//! Plain request/response structs exchanged between handlers and services.
//!
//! Nothing in here references axum: the HTTP layer binds these from
//! multipart forms, query strings and JSON bodies, and the services only
//! ever see the plain values.

use bytes::Bytes;
use futures::{StreamExt, stream::BoxStream};
use serde::{Deserialize, Serialize};
use std::io;

/// Upload body as it arrives. Borrowed from the request it is read from.
pub type ByteStream<'a> = BoxStream<'a, io::Result<Bytes>>;

/// Body made of a single in-memory piece.
pub fn body_from(data: Bytes) -> ByteStream<'static> {
    futures::stream::once(async move { Ok(data) }).boxed()
}

/// Whole-file upload.
pub struct UploadRequest<'a> {
    /// Progress session to notify, if any.
    pub session_id: Option<String>,
    /// Display name override (`file_name` form field).
    pub file_name: Option<String>,
    /// File name as sent by the client; the extension is taken from it.
    pub original_name: String,
    /// Expected body length, when the client announced one. Progress is
    /// measured against it.
    pub total_bytes: Option<u64>,
    pub body: ByteStream<'a>,
}

/// One chunk of a multi-request upload.
pub struct UploadChunkRequest<'a> {
    pub session_id: Option<String>,
    /// Absent on the first chunk; the server mints the object then.
    pub file_id: Option<String>,
    pub file_name: Option<String>,
    pub original_name: String,
    /// 0-based position of this chunk.
    pub chunk_index: i64,
    /// Declared number of chunks, used for progress only.
    pub total_chunks: i64,
    pub body: ByteStream<'a>,
}

/// Finalize every staged chunk of an object.
#[derive(Debug, Clone, Default, Deserialize)]
pub struct CommitChunkRequest {
    #[serde(skip)]
    pub session_id: Option<String>,
    pub file_id: String,
}

#[derive(Debug, Clone, Default)]
pub struct DownloadRequest {
    pub file_id: String,
    pub token: String,
    pub secret: Option<String>,
    pub download_password: Option<String>,
}

#[derive(Debug, Clone, Default)]
pub struct RequestDownloadRequest {
    pub file_id: String,
    pub token: String,
    pub secret: String,
}

#[derive(Debug, Clone, Default)]
pub struct FileInfoRequest {
    pub file_id: String,
    pub token: String,
}

#[derive(Debug, Clone, Default, Deserialize)]
pub struct CreateSecretRequest {
    pub username: String,
    pub password: String,
    pub pin_code: String,
    #[serde(default)]
    pub master_key: String,
}

#[derive(Debug, Clone, Default, Deserialize)]
pub struct RetrieveSecretRequest {
    pub username: String,
    pub password: String,
}

#[derive(Debug, Clone, Default, Deserialize)]
pub struct ResetPinCodeRequest {
    pub access_token: String,
    pub new_pin_code: String,
}

/// Returned by whole-file uploads and by chunk commits.
#[derive(Debug, Clone, Serialize, Deserialize, PartialEq)]
pub struct UploadResponse {
    pub url: String,
    pub file_id: String,
    pub token: String,
    pub ext: String,
    pub file_name: String,
    pub file_size: i64,
}

pub type CommitChunkResponse = UploadResponse;

#[derive(Debug, Clone, Serialize, Deserialize, PartialEq)]
pub struct UploadChunkResponse {
    pub chunk_id: String,
    pub file_id: String,
}

#[derive(Debug, Clone, Serialize, Deserialize, PartialEq)]
pub struct DownloadResponse {
    pub url: String,
}

#[derive(Debug, Clone, Serialize, Deserialize, PartialEq)]
pub struct RequestDownloadResponse {
    /// Share page link. Carries id and token, never the password.
    pub url: String,
    pub password: String,
    pub file_name: String,
}

/// Returned by secret creation and retrieval.
#[derive(Debug, Clone, Serialize, Deserialize, PartialEq)]
pub struct SecretResponse {
    pub user_id: String,
    pub access_token: String,
}

#[derive(Debug, Clone, Serialize, Deserialize, PartialEq)]
pub struct ResetPinCodeResponse {
    pub updated: bool,
}

/// What a share-link holder may learn before presenting credentials.
#[derive(Debug, Clone, Serialize, Deserialize, PartialEq)]
pub struct FileInfoResponse {
    pub file_id: String,
    pub file_name: String,
    pub ext: String,
    pub mime_type: String,
    pub file_size: i64,
    pub has_secret: bool,
    pub password_required: bool,
}
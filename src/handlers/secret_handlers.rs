//! Secret endpoints under `/api/v1/storage/secret`.

use axum::{Json, extract::State, http::StatusCode, response::IntoResponse};

use crate::{
    errors::AppError,
    handlers::Caller,
    models::payload::{CreateSecretRequest, ResetPinCodeRequest, RetrieveSecretRequest},
    state::AppState,
};

/// `POST /api/v1/storage/secret`
pub async fn create_secret(
    State(state): State<AppState>,
    Caller(user_id): Caller,
    Json(req): Json<CreateSecretRequest>,
) -> Result<impl IntoResponse, AppError> {
    let res = state.secrets.create_secret(user_id, req).await?;
    Ok((StatusCode::CREATED, Json(res)))
}

/// `PUT /api/v1/storage/secret/retrieve`
///
/// Rotates the access token; the previous one stops working.
pub async fn retrieve_secret(
    State(state): State<AppState>,
    Json(req): Json<RetrieveSecretRequest>,
) -> Result<impl IntoResponse, AppError> {
    let res = state.secrets.retrieve_secret(req).await?;
    Ok(Json(res))
}

/// `PUT /api/v1/storage/secret/pin`
pub async fn reset_pin_code(
    State(state): State<AppState>,
    Json(req): Json<ResetPinCodeRequest>,
) -> Result<impl IntoResponse, AppError> {
    let res = state.secrets.reset_pin_code(req).await?;
    Ok(Json(res))
}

**EXERCISE:**
What you return should be the lines from the start of the data through the line with "use bytes::Bytes;", quoted exactly and nothing more.

**REPLY:**
//! Plain request/response structs exchanged between handlers and services.
//!
//! Nothing in here references axum: the HTTP layer binds these from
//! multipart forms, query strings and JSON bodies, and the services only
//! ever see the plain values.

use bytes::Bytes;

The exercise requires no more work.